The scholar doth protest too much, methinks. The state of play today is summarised by Gail R. O'Day in The New
Interpreter's Bible, who herself opts for Judea, but is less embarrassed about it than Westcott.
How do we resolve this? Let us begin by establishing three propositions:
(1) The proverb about a prophet being without honour in his own patri/j is attributed to Jesus in each of the
three Synoptic Gospels. In Luke 4:24 it refers explicitly to Nazareth; in Matt 13:57 and Mark 6:4, implicitly
so. It would be very strange therefore if St John, apparently quoting them, should assign the same
proverb to Jesus with a different intent. There must be therefore be a strong presumption in favour of a
reference to Nazareth or its Galilean surrounds - that is to say, to the north rather than the south.
(2) John himself is absolutely clear that "Jesus of Nazareth", as he himself repeatedly calls him (1:45; 18:5;
18:7; 19:19), came from Galilee. The scornful refutation reported at 7:41-42, "Is the Christ to come from
Galilee?" (rather than Bethlehem, the village of David), presupposes that Jesus really did come from there,
as everyone knew.
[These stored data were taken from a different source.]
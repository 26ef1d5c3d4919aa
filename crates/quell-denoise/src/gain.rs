//! VAD-driven gain gating.
//!
//! Turns the denoiser's per-frame voice-activity scores into a smoothly
//! varying per-sample gain: asymmetric smoothing so speech onsets open the
//! gate quickly, a hangover so speech tails are not clipped, and an eased
//! fade toward the gate floor once the hangover runs out. Gain is applied
//! with per-sample interpolation so frame boundaries stay click-free.

use serde::{Deserialize, Serialize};

use crate::math::{clamp, lerp, soft_clip};

/// Fraction of the dry signal blended back in while attenuating, to keep
/// some room character under the gate.
pub const DEFAULT_BLEND_RATIO: f32 = 0.1;

/// Tuning for [`VadGainController`]. Pure configuration — never mutated
/// while processing.
#[derive(Debug, Clone, Copy, PartialEq, Serialize, Deserialize)]
pub struct VadGainConfig {
    /// Smoothing coefficient for falling VAD (release side of the detector).
    pub vad_smoothing: f32,
    /// Smoothed-VAD level above which the gate is fully open.
    pub vad_threshold: f32,
    /// Frames the gate stays open after the smoothed VAD drops below the
    /// threshold.
    pub hangover_frames: u32,
    /// Gain floor while gated.
    pub min_gate_gain: f32,
    /// Smoothing coefficient used when VAD or gain is rising.
    pub attack_smoothing: f32,
    /// Smoothing coefficient used when gain is falling.
    pub release_smoothing: f32,
    /// Point in the hangover (as progress in [0, 1]) where the eased fade
    /// toward the floor begins; before it the gate holds at full gain.
    pub hangover_fade_start: f32,
}

impl Default for VadGainConfig {
    fn default() -> Self {
        Self {
            vad_smoothing: 0.08,
            vad_threshold: 0.30,
            hangover_frames: 45,
            min_gate_gain: 0.15,
            attack_smoothing: 0.15,
            release_smoothing: 0.03,
            hangover_fade_start: 0.6,
        }
    }
}

/// Partial update for [`VadGainController::configure`]; `None` fields are
/// left untouched.
#[derive(Debug, Clone, Copy, Default, Serialize, Deserialize)]
pub struct VadGainUpdate {
    pub vad_smoothing: Option<f32>,
    pub vad_threshold: Option<f32>,
    pub hangover_frames: Option<u32>,
    pub min_gate_gain: Option<f32>,
    pub attack_smoothing: Option<f32>,
    pub release_smoothing: Option<f32>,
    pub hangover_fade_start: Option<f32>,
}

/// Converts a stream of per-frame VAD probabilities into a per-frame gain.
///
/// State machine per frame: smooth the VAD (fast up, slow down), reload or
/// decay the hangover counter, derive a target gain, then chase the target
/// with asymmetric smoothing. The returned gain always lies in
/// `[min_gate_gain, 1]`.
#[derive(Debug, Clone)]
pub struct VadGainController {
    config: VadGainConfig,
    smoothed_vad: f32,
    hangover: u32,
    previous_gain: f32,
    target_gain: f32,
}

impl VadGainController {
    pub fn new(config: VadGainConfig) -> Self {
        Self {
            config,
            smoothed_vad: 0.0,
            hangover: 0,
            previous_gain: 1.0,
            target_gain: 1.0,
        }
    }

    /// Advance the state machine by one frame and return the new gain.
    pub fn compute_gain(&mut self, vad: f32) -> f32 {
        let vad = clamp(vad, 0.0, 1.0);
        let cfg = &self.config;

        // fast attack, slow release on the detector itself
        let coef = if vad > self.smoothed_vad {
            cfg.attack_smoothing
        } else {
            cfg.vad_smoothing
        };
        self.smoothed_vad = lerp(self.smoothed_vad, vad, coef);

        if self.smoothed_vad > cfg.vad_threshold {
            self.hangover = cfg.hangover_frames;
        } else {
            self.hangover = self.hangover.saturating_sub(1);
        }

        self.target_gain = self.compute_target_gain();

        let coef = if self.target_gain > self.previous_gain {
            cfg.attack_smoothing
        } else {
            cfg.release_smoothing
        };
        let gain = lerp(self.previous_gain, self.target_gain, coef);
        self.previous_gain = gain;
        gain
    }

    fn compute_target_gain(&self) -> f32 {
        let cfg = &self.config;
        if self.smoothed_vad > cfg.vad_threshold {
            return 1.0;
        }
        if self.hangover > 0 && cfg.hangover_frames > 0 {
            #[allow(clippy::cast_precision_loss)]
            let progress = 1.0 - self.hangover as f32 / cfg.hangover_frames as f32;
            if progress < cfg.hangover_fade_start {
                return 1.0;
            }
            let fade = (progress - cfg.hangover_fade_start) / (1.0 - cfg.hangover_fade_start);
            let eased = 1.0 - (1.0 - fade).powi(3);
            return 1.0 - eased * (1.0 - 2.0 * cfg.min_gate_gain);
        }
        let v = clamp(self.smoothed_vad / cfg.vad_threshold, 0.0, 1.0);
        cfg.min_gate_gain + (1.0 - cfg.min_gate_gain) * v * v * v
    }

    /// Gain returned by the most recent [`compute_gain`](Self::compute_gain)
    /// call. This is the interpolation start point for the next frame.
    pub fn previous_gain(&self) -> f32 {
        self.previous_gain
    }

    pub fn config(&self) -> &VadGainConfig {
        &self.config
    }

    /// Return to the initial state (full gain, no hangover).
    pub fn reset(&mut self) {
        self.smoothed_vad = 0.0;
        self.hangover = 0;
        self.previous_gain = 1.0;
        self.target_gain = 1.0;
    }

    /// Replace the scalars named in `update`; the rest keep their values.
    pub fn configure(&mut self, update: VadGainUpdate) {
        let cfg = &mut self.config;
        if let Some(v) = update.vad_smoothing {
            cfg.vad_smoothing = v;
        }
        if let Some(v) = update.vad_threshold {
            cfg.vad_threshold = v;
        }
        if let Some(v) = update.hangover_frames {
            cfg.hangover_frames = v;
        }
        if let Some(v) = update.min_gate_gain {
            cfg.min_gate_gain = v;
        }
        if let Some(v) = update.attack_smoothing {
            cfg.attack_smoothing = v;
        }
        if let Some(v) = update.release_smoothing {
            cfg.release_smoothing = v;
        }
        if let Some(v) = update.hangover_fade_start {
            cfg.hangover_fade_start = v;
        }
    }
}

/// Scalar gain over a whole buffer.
pub fn apply_gain(buf: &mut [f32], gain: f32) {
    for s in buf.iter_mut() {
        *s *= gain;
    }
}

/// Per-sample linearly interpolated gain from `start` to `end` across the
/// buffer. With `start == end` this is sample-exact equal to
/// [`apply_gain`], so frame boundaries never click.
pub fn apply_gain_interpolated(buf: &mut [f32], start: f32, end: f32) {
    if buf.is_empty() {
        return;
    }
    #[allow(clippy::cast_precision_loss)]
    let len = buf.len() as f32;
    for (i, s) in buf.iter_mut().enumerate() {
        #[allow(clippy::cast_precision_loss)]
        let t = i as f32 / len;
        *s *= lerp(start, end, t);
    }
}

/// Interpolated gain on `out`, plus a small blend of `original` while
/// attenuating. The blend weight `max(0, 1 − g)·blend_ratio·g` vanishes at
/// both full gain and full gate, so it only colors the transition region.
pub fn apply_gain_with_blend(
    out: &mut [f32],
    original: &[f32],
    start: f32,
    end: f32,
    blend_ratio: f32,
) {
    if out.is_empty() {
        return;
    }
    #[allow(clippy::cast_precision_loss)]
    let len = out.len() as f32;
    for (i, s) in out.iter_mut().enumerate() {
        #[allow(clippy::cast_precision_loss)]
        let t = i as f32 / len;
        let g = lerp(start, end, t);
        let blend = (1.0 - g).max(0.0) * blend_ratio * g;
        let dry = original.get(i).copied().unwrap_or(0.0);
        *s = *s * g + dry * blend;
    }
}

/// Per-sample cubic soft clip at ±1.
pub fn apply_soft_clipping(buf: &mut [f32]) {
    for s in buf.iter_mut() {
        *s = soft_clip(*s);
    }
}

#[cfg(test)]
mod tests {
    use super::*;

    #[test]
    fn test_gain_stays_in_range() {
        let cfg = VadGainConfig::default();
        let mut ctl = VadGainController::new(cfg);
        for i in 0..2_000 {
            #[allow(clippy::cast_precision_loss)]
            let vad = ((i as f32) * 0.37).sin().abs();
            let g = ctl.compute_gain(vad);
            assert!(
                (cfg.min_gate_gain..=1.0).contains(&g),
                "gain {g} left [{}, 1]",
                cfg.min_gate_gain
            );
        }
    }

    #[test]
    fn test_sustained_speech_reaches_full_gain() {
        let cfg = VadGainConfig::default();
        let mut ctl = VadGainController::new(cfg);
        // drive the gate closed first
        for _ in 0..300 {
            ctl.compute_gain(0.0);
        }
        assert!(ctl.previous_gain() < 0.5);
        // then sustained speech: gain must converge back to ~1 within a few
        // attack time constants
        let mut g = 0.0;
        for _ in 0..200 {
            g = ctl.compute_gain(1.0);
        }
        assert!(g > 0.99, "gain only reached {g}");
    }

    #[test]
    fn test_silence_settles_at_gate_floor() {
        let cfg = VadGainConfig::default();
        let mut ctl = VadGainController::new(cfg);
        let mut g = 1.0;
        for _ in 0..1_000 {
            g = ctl.compute_gain(0.0);
        }
        assert!((g - cfg.min_gate_gain).abs() < 0.01, "settled at {g}");
    }

    #[test]
    fn test_hangover_holds_gate_open() {
        let cfg = VadGainConfig::default();
        let mut ctl = VadGainController::new(cfg);
        for _ in 0..100 {
            ctl.compute_gain(1.0);
        }
        // speech stops; during the pre-fade part of the hangover the gain
        // must stay at full
        let hold_frames =
            (f64::from(cfg.hangover_frames) * f64::from(cfg.hangover_fade_start)) as u32;
        for _ in 0..hold_frames.saturating_sub(1) {
            let g = ctl.compute_gain(0.0);
            assert!(g > 0.95, "gate dropped to {g} during hangover hold");
        }
    }

    #[test]
    fn test_reset_restores_initial_state() {
        let mut ctl = VadGainController::new(VadGainConfig::default());
        for _ in 0..500 {
            ctl.compute_gain(0.0);
        }
        ctl.reset();
        assert!((ctl.previous_gain() - 1.0).abs() < f32::EPSILON);
    }

    #[test]
    fn test_configure_partial_update() {
        let mut ctl = VadGainController::new(VadGainConfig::default());
        ctl.configure(VadGainUpdate {
            min_gate_gain: Some(0.25),
            ..VadGainUpdate::default()
        });
        assert!((ctl.config().min_gate_gain - 0.25).abs() < f32::EPSILON);
        // untouched field keeps its default
        assert!((ctl.config().vad_threshold - 0.30).abs() < f32::EPSILON);
    }

    #[test]
    fn test_interpolated_gain_matches_scalar_when_flat() {
        let mut a = vec![0.5f32; 480];
        let mut b = a.clone();
        apply_gain(&mut a, 0.37);
        apply_gain_interpolated(&mut b, 0.37, 0.37);
        assert_eq!(a, b);
    }

    #[test]
    fn test_interpolated_gain_ramps() {
        let mut buf = vec![1.0f32; 100];
        apply_gain_interpolated(&mut buf, 0.0, 1.0);
        assert_eq!(buf[0], 0.0);
        assert!(buf[99] > 0.98);
        assert!(buf.windows(2).all(|w| w[0] <= w[1]));
    }

    #[test]
    fn test_blend_vanishes_at_full_gain() {
        let original = vec![0.8f32; 64];
        let mut out = vec![0.5f32; 64];
        apply_gain_with_blend(&mut out, &original, 1.0, 1.0, DEFAULT_BLEND_RATIO);
        // g == 1 → blend weight 0 → pure wet
        assert!(out.iter().all(|&s| (s - 0.5).abs() < 1e-6));
    }

    #[test]
    fn test_blend_adds_dry_under_attenuation() {
        let original = vec![1.0f32; 64];
        let mut out = vec![0.0f32; 64];
        apply_gain_with_blend(&mut out, &original, 0.5, 0.5, DEFAULT_BLEND_RATIO);
        // wet is silent, so the output is exactly the blend term
        let expected = 0.5 * DEFAULT_BLEND_RATIO * 0.5;
        assert!(out.iter().all(|&s| (s - expected).abs() < 1e-6));
    }

    #[test]
    fn test_soft_clipping_bounds() {
        let mut buf = vec![-3.0, -1.0, -0.5, 0.0, 0.5, 1.0, 3.0];
        apply_soft_clipping(&mut buf);
        assert!(buf.iter().all(|&s| (-1.0..=1.0).contains(&s)));
        assert_eq!(buf[0], -1.0);
        assert_eq!(buf[6], 1.0);
    }
}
This is emphatically confirmed by the rebuttal of Nicodemus reported ten verses later:
"Are you from Galilee too? Search and you will see that no prophet is to rise from Galilee." (7:52) Jesus
comes from Galilee, so he cannot possibly be the prophet. Barrett's citation of John 1:11 is a red herring:
"He came to his own [neuter], and his own people received him not", cannot be stretched to mean Judea as
distinct from Galilee. It is a counsel of last refuge.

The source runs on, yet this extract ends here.